Task to carry out: Repeat the entries that appear below, exactly and in full.

Record set:
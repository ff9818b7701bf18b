//! Keyboard input handling for TUI.
//!
//! # Keybindings
//!
//! | Key | Action |
//! |-----|--------|
//! | `s` | Scan and attack |
//! | `x` | Stop the attack, restore managed mode |
//! | `w` | Show the whitelist |
//! | `r` | Reload settings |
//! | `j` / Down | Scroll down |
//! | `k` / Up | Scroll up |
//! | Tab | Cycle focus between panels |
//! | Shift+Tab | Cycle focus backwards |
//! | `q` / Esc | Exit |

use crossterm::event::{Event, KeyCode, KeyEvent, KeyEventKind, KeyModifiers};

use crate::attack::InboundCommand;
use crate::tui::TuiApp;

/// Result of handling an input event.
#[derive(Debug, Clone, Copy, PartialEq, Eq)]
pub enum InputResult {
    /// Event was handled, continue running.
    Handled,
    /// Event was not handled (unknown key).
    NotHandled,
    /// User requested quit.
    Quit,
}

/// Handle a crossterm event.
pub fn handle_event(app: &mut TuiApp, event: Event) -> InputResult {
    match event {
        Event::Key(key) if key.kind != KeyEventKind::Release => handle_key(app, key),
        Event::Resize(_, _) => InputResult::Handled, // Terminal resized, just redraw
        _ => InputResult::NotHandled,
    }
}

/// Handle a key event.
fn handle_key(app: &mut TuiApp, key: KeyEvent) -> InputResult {
    if key.code == KeyCode::Char('c') && key.modifiers.contains(KeyModifiers::CONTROL) {
        app.quit();
        return InputResult::Quit;
    }

    match key.code {
        KeyCode::Char('q') | KeyCode::Esc => {
            app.quit();
            InputResult::Quit
        }
        KeyCode::Tab | KeyCode::BackTab => {
            if key.code == KeyCode::BackTab || key.modifiers.contains(KeyModifiers::SHIFT) {
                app.focus_prev();
            } else {
                app.focus_next();
            }
            InputResult::Handled
        }
        KeyCode::Char('j') | KeyCode::Down => {
            app.select_down();
            InputResult::Handled
        }
        KeyCode::Char('k') | KeyCode::Up => {
            app.select_up();
            InputResult::Handled
        }
        KeyCode::Char('s') => {
            app.send(InboundCommand::Scan);
            InputResult::Handled
        }
        KeyCode::Char('x') => {
            app.send(InboundCommand::StopAttack);
            InputResult::Handled
        }
        KeyCode::Char('w') => {
            app.send(InboundCommand::Whitelist);
            InputResult::Handled
        }
        KeyCode::Char('r') => {
            app.send(InboundCommand::Settings);
            InputResult::Handled
        }
        _ => InputResult::NotHandled,
    }
}

#[cfg(test)]
mod tests {
    use super::*;
    use crate::tui::app::tests::create_test_app;
    use crate::tui::FocusPanel;
    use crossterm::event::KeyEventState;

    fn make_key_event(code: KeyCode) -> KeyEvent {
        KeyEvent {
            code,
            modifiers: KeyModifiers::empty(),
            kind: KeyEventKind::Press,
            state: KeyEventState::empty(),
        }
    }

    fn make_key_event_with_modifiers(code: KeyCode, modifiers: KeyModifiers) -> KeyEvent {
        KeyEvent {
            code,
            modifiers,
            kind: KeyEventKind::Press,
            state: KeyEventState::empty(),
        }
    }

    #[test]
    fn test_quit_keys() {
        let (mut app, _peer) = create_test_app();

        let result = handle_key(&mut app, make_key_event(KeyCode::Char('q')));
        assert_eq!(result, InputResult::Quit);
        assert!(app.should_quit());
    }

    #[test]
    fn test_esc_and_ctrl_c_quit() {
        let (mut app, _peer) = create_test_app();
        assert_eq!(handle_key(&mut app, make_key_event(KeyCode::Esc)), InputResult::Quit);

        let (mut app, _peer) = create_test_app();
        let ctrl_c = make_key_event_with_modifiers(KeyCode::Char('c'), KeyModifiers::CONTROL);
        assert_eq!(handle_key(&mut app, ctrl_c), InputResult::Quit);
    }

    #[test]
    fn test_tab_navigation() {
        let (mut app, _peer) = create_test_app();

        assert_eq!(app.focus(), FocusPanel::Hud);
        handle_key(&mut app, make_key_event(KeyCode::Tab));
        assert_eq!(app.focus(), FocusPanel::Logs);
        handle_key(&mut app, make_key_event(KeyCode::BackTab));
        assert_eq!(app.focus(), FocusPanel::Hud);
    }

    #[test]
    fn test_command_keys() {
        let (mut app, mut peer) = create_test_app();

        for (key, expected) in [
            ('s', InboundCommand::Scan),
            ('x', InboundCommand::StopAttack),
            ('w', InboundCommand::Whitelist),
            ('r', InboundCommand::Settings),
        ] {
            let result = handle_key(&mut app, make_key_event(KeyCode::Char(key)));
            assert_eq!(result, InputResult::Handled);
            assert_eq!(peer.commands.try_recv().unwrap(), expected);
        }
    }

    #[test]
    fn test_release_ignored() {
        let (mut app, mut peer) = create_test_app();
        let mut key = make_key_event(KeyCode::Char('s'));
        key.kind = KeyEventKind::Release;
        assert_eq!(handle_event(&mut app, Event::Key(key)), InputResult::NotHandled);
        assert!(peer.commands.try_recv().is_err());
    }

    #[test]
    fn test_unknown_key() {
        let (mut app, _peer) = create_test_app();
        assert_eq!(
            handle_key(&mut app, make_key_event(KeyCode::Char('z'))),
            InputResult::NotHandled
        );
    }
}
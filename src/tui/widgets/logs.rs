//! Log stream widget.

use crate::tui::{FocusPanel, LogCategory, LogEntry};
use ratatui::{
    buffer::Buffer,
    layout::Rect,
    style::{Color, Modifier, Style},
    text::{Line, Span},
    widgets::{Block, Borders, List, ListItem, ListState, StatefulWidget, Widget},
};
use std::collections::VecDeque;

/// Widget for displaying log messages.
pub struct LogsWidget<'a> {
    /// The log entries to display.
    logs: &'a VecDeque<LogEntry>,
    /// Whether this panel has focus.
    focused: bool,
    /// Selected index.
    selected: usize,
}

impl<'a> LogsWidget<'a> {
    /// Create a new logs widget.
    pub fn new(logs: &'a VecDeque<LogEntry>, focus: FocusPanel, selected: usize) -> Self {
        Self {
            logs,
            focused: focus == FocusPanel::Logs,
            selected,
        }
    }

    /// Get the color for a category.
    fn category_color(category: LogCategory) -> Color {
        match category {
            LogCategory::Attack => Color::Red,
            LogCategory::State => Color::Blue,
            LogCategory::Operator => Color::Magenta,
        }
    }
}

impl Widget for LogsWidget<'_> {
    fn render(self, area: Rect, buf: &mut Buffer) {
        let items: Vec<ListItem> = self
            .logs
            .iter()
            .enumerate()
            .map(|(i, entry)| {
                let is_selected = i == self.selected && self.focused;
                let msg_style = if is_selected {
                    Style::default().fg(Color::White).add_modifier(Modifier::BOLD)
                } else {
                    Style::default()
                };

                let line = Line::from(vec![
                    Span::styled(
                        entry.timestamp.format("%H:%M:%S").to_string(),
                        Style::default().fg(Color::DarkGray),
                    ),
                    Span::raw(" "),
                    Span::styled(
                        format!("[{}]", entry.category),
                        Style::default().fg(Self::category_color(entry.category)),
                    ),
                    Span::raw(" "),
                    Span::styled(entry.message.as_str(), msg_style),
                ]);

                ListItem::new(line)
            })
            .collect();

        let title = format!(" Logs ({}) ", self.logs.len());
        let border_style = if self.focused {
            Style::default().fg(Color::Yellow)
        } else {
            Style::default().fg(Color::DarkGray)
        };

        let block = Block::default()
            .title(title)
            .borders(Borders::ALL)
            .border_style(border_style);

        let mut state = ListState::default();
        if self.focused && !self.logs.is_empty() {
            state.select(Some(self.selected));
        }

        let list = List::new(items)
            .block(block)
            .highlight_style(
                Style::default()
                    .bg(Color::DarkGray)
                    .add_modifier(Modifier::BOLD),
            );

        StatefulWidget::render(list, area, buf, &mut state);
    }
}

Response to this exercise:
repository ff9818b7701bf18b
//! Keyboard input handling for TUI.
//!
//! # Keybindings
//!
//! | Key | Action |
//! |-----|--------|
//! | `s` | Scan and attack |
//! | `x` | Stop the attack, restore managed mode |
//! | `w` | Show the whitelist |
//! | `r` | Reload settings |
//! | `j` / Down | Scroll down |
//! | `k` / Up | Scroll up |
//! | Tab | Cycle focus between panels |
//! | Shift+Tab | Cycle focus backwards |
//! | `q` / Esc | Exit |

use crossterm::event::{Event, KeyCode, KeyEvent, KeyEventKind, KeyModifiers};

use crate::attack::InboundCommand;
use crate::tui::TuiApp;

/// Result of handling an input event.
#[derive(Debug, Clone, Copy, PartialEq, Eq)]
pub enum InputResult {
    /// Event was handled, continue running.
    Handled,
    /// Event was not handled (unknown key).
    NotHandled,
    /// User requested quit.
    Quit,
}

/// Handle a crossterm event.
pub fn handle_event(app: &mut TuiApp, event: Event) -> InputResult {
    match event {
        Event::Key(key) if key.kind != KeyEventKind::Release => handle_key(app, key),
        Event::Resize(_, _) => InputResult::Handled, // Terminal resized, just redraw
        _ => InputResult::NotHandled,
    }
}

/// Handle a key event.
fn handle_key(app: &mut TuiApp, key: KeyEvent) -> InputResult {
    if key.code == KeyCode::Char('c') && key.modifiers.contains(KeyModifiers::CONTROL) {
        app.quit();
        return InputResult::Quit;
    }

    match key.code {
        KeyCode::Char('q') | KeyCode::Esc => {
            app.quit();
            InputResult::Quit
        }
        KeyCode::Tab | KeyCode::BackTab => {
            if key.code == KeyCode::BackTab || key.modifiers.contains(KeyModifiers::SHIFT) {
                app.focus_prev();
            } else {
                app.focus_next();
            }
            InputResult::Handled
        }
        KeyCode::Char('j') | KeyCode::Down => {
            app.select_down();
            InputResult::Handled
        }
        KeyCode::Char('k') | KeyCode::Up => {
            app.select_up();
            InputResult::Handled
        }
        KeyCode::Char('s') => {
            app.send(InboundCommand::Scan);
            InputResult::Handled
        }
        KeyCode::Char('x') => {
            app.send(InboundCommand::StopAttack);
            InputResult::Handled
        }
        KeyCode::Char('w') => {
            app.send(InboundCommand::Whitelist);
            InputResult::Handled
        }
        KeyCode::Char('r') => {
            app.send(InboundCommand::Settings);
            InputResult::Handled
        }
        _ => InputResult::NotHandled,
    }
}

#[cfg(test)]
mod tests {
    use super::*;
    use crate::tui::app::tests::create_test_app;
    use crate::tui::FocusPanel;
    use crossterm::event::KeyEventState;

    fn make_key_event(code: KeyCode) -> KeyEvent {
        KeyEvent {
            code,
            modifiers: KeyModifiers::empty(),
            kind: KeyEventKind::Press,
            state: KeyEventState::empty(),
        }
    }

    fn make_key_event_with_modifiers(code: KeyCode, modifiers: KeyModifiers) -> KeyEvent {
        KeyEvent {
            code,
            modifiers,
            kind: KeyEventKind::Press,
            state: KeyEventState::empty(),
        }
    }

    #[test]
    fn test_quit_keys() {
        let (mut app, _peer) = create_test_app();

        let result = handle_key(&mut app, make_key_event(KeyCode::Char('q')));
        assert_eq!(result, InputResult::Quit);
        assert!(app.should_quit());
    }

    #[test]
    fn test_esc_and_ctrl_c_quit() {
        let (mut app, _peer) = create_test_app();
        assert_eq!(handle_key(&mut app, make_key_event(KeyCode::Esc)), InputResult::Quit);

        let (mut app, _peer) = create_test_app();
        let ctrl_c = make_key_event_with_modifiers(KeyCode::Char('c'), KeyModifiers::CONTROL);
        assert_eq!(handle_key(&mut app, ctrl_c), InputResult::Quit);
    }

    #[test]
    fn test_tab_navigation() {
        let (mut app, _peer) = create_test_app();

        assert_eq!(app.focus(), FocusPanel::Hud);
        handle_key(&mut app, make_key_event(KeyCode::Tab));
        assert_eq!(app.focus(), FocusPanel::Logs);
        handle_key(&mut app, make_key_event(KeyCode::BackTab));
        assert_eq!(app.focus(), FocusPanel::Hud);
    }

    #[test]
    fn test_command_keys() {
        let (mut app, mut peer) = create_test_app();

        for (key, expected) in [
            ('s', InboundCommand::Scan),
            ('x', InboundCommand::StopAttack),
            ('w', InboundCommand::Whitelist),
            ('r', InboundCommand::Settings),
        ] {
            let result = handle_key(&mut app, make_key_event(KeyCode::Char(key)));
            assert_eq!(result, InputResult::Handled);
            assert_eq!(peer.commands.try_recv().unwrap(), expected);
        }
    }

    #[test]
    fn test_release_ignored() {
        let (mut app, mut peer) = create_test_app();
        let mut key = make_key_event(KeyCode::Char('s'));
        key.kind = KeyEventKind::Release;
        assert_eq!(handle_event(&mut app, Event::Key(key)), InputResult::NotHandled);
        assert!(peer.commands.try_recv().is_err());
    }

    #[test]
    fn test_unknown_key() {
        let (mut app, _peer) = create_test_app();
        assert_eq!(
            handle_key(&mut app, make_key_event(KeyCode::Char('z'))),
            InputResult::NotHandled
        );
    }
}
filename src/tui/widgets/logs.rs
//! Log stream widget.

use crate::tui::{FocusPanel, LogCategory, LogEntry};
use ratatui::{
    buffer::Buffer,
    layout::Rect,
    style::{Color, Modifier, Style},
    text::{Line, Span},
    widgets::{Block, Borders, List, ListItem, ListState, StatefulWidget, Widget},
};
use std::collections::VecDeque;

/// Widget for displaying log messages.
pub struct LogsWidget<'a> {
    /// The log entries to display.
    logs: &'a VecDeque<LogEntry>,
    /// Whether this panel has focus.
    focused: bool,
    /// Selected index.
    selected: usize,
}

impl<'a> LogsWidget<'a> {
    /// Create a new logs widget.
    pub fn new(logs: &'a VecDeque<LogEntry>, focus: FocusPanel, selected: usize) -> Self {
        Self {
            logs,
            focused: focus == FocusPanel::Logs,
            selected,
        }
    }

    /// Get the color for a category.
    fn category_color(category: LogCategory) -> Color {
        match category {
            LogCategory::Attack => Color::Red,
            LogCategory::State => Color::Blue,
            LogCategory::Operator => Color::Magenta,
        }
    }
}

impl Widget for LogsWidget<'_> {
    fn render(self, area: Rect, buf: &mut Buffer) {
        let items: Vec<ListItem> = self
            .logs
            .iter()
            .enumerate()
            .map(|(i, entry)| {
                let is_selected = i == self.selected && self.focused;
                let msg_style = if is_selected {
                    Style::default().fg(Color::White).add_modifier(Modifier::BOLD)
                } else {
                    Style::default()
                };

                let line = Line::from(vec![
                    Span::styled(
                        entry.timestamp.format("%H:%M:%S").to_string(),
                        Style::default().fg(Color::DarkGray),
                    ),
                    Span::raw(" "),
                    Span::styled(
                        format!("[{}]", entry.category),
                        Style::default().fg(Self::category_color(entry.category)),
                    ),
                    Span::raw(" "),
                    Span::styled(entry.message.as_str(), msg_style),
                ]);

                ListItem::new(line)
            })
            .collect();

        let title = format!(" Logs ({}) ", self.logs.len());
        let border_style = if self.focused {
            Style::default().fg(Color::Yellow)
        } else {
            Style::default().fg(Color::DarkGray)
        };

        let block = Block::default()
            .title(title)
            .borders(Borders::ALL)
            .border_style(border_style);

        let mut state = ListState::default();
        if self.focused && !self.logs.is_empty() {
            state.select(Some(self.selected));
        }

        let list = List::new(items)
            .block(block)
            .highlight_style(
                Style::default()
                    .bg(Color::DarkGray)
                    .add_modifier(Modifier::BOLD),
            );

        StatefulWidget::render(list, area, buf, &mut state);
    }
}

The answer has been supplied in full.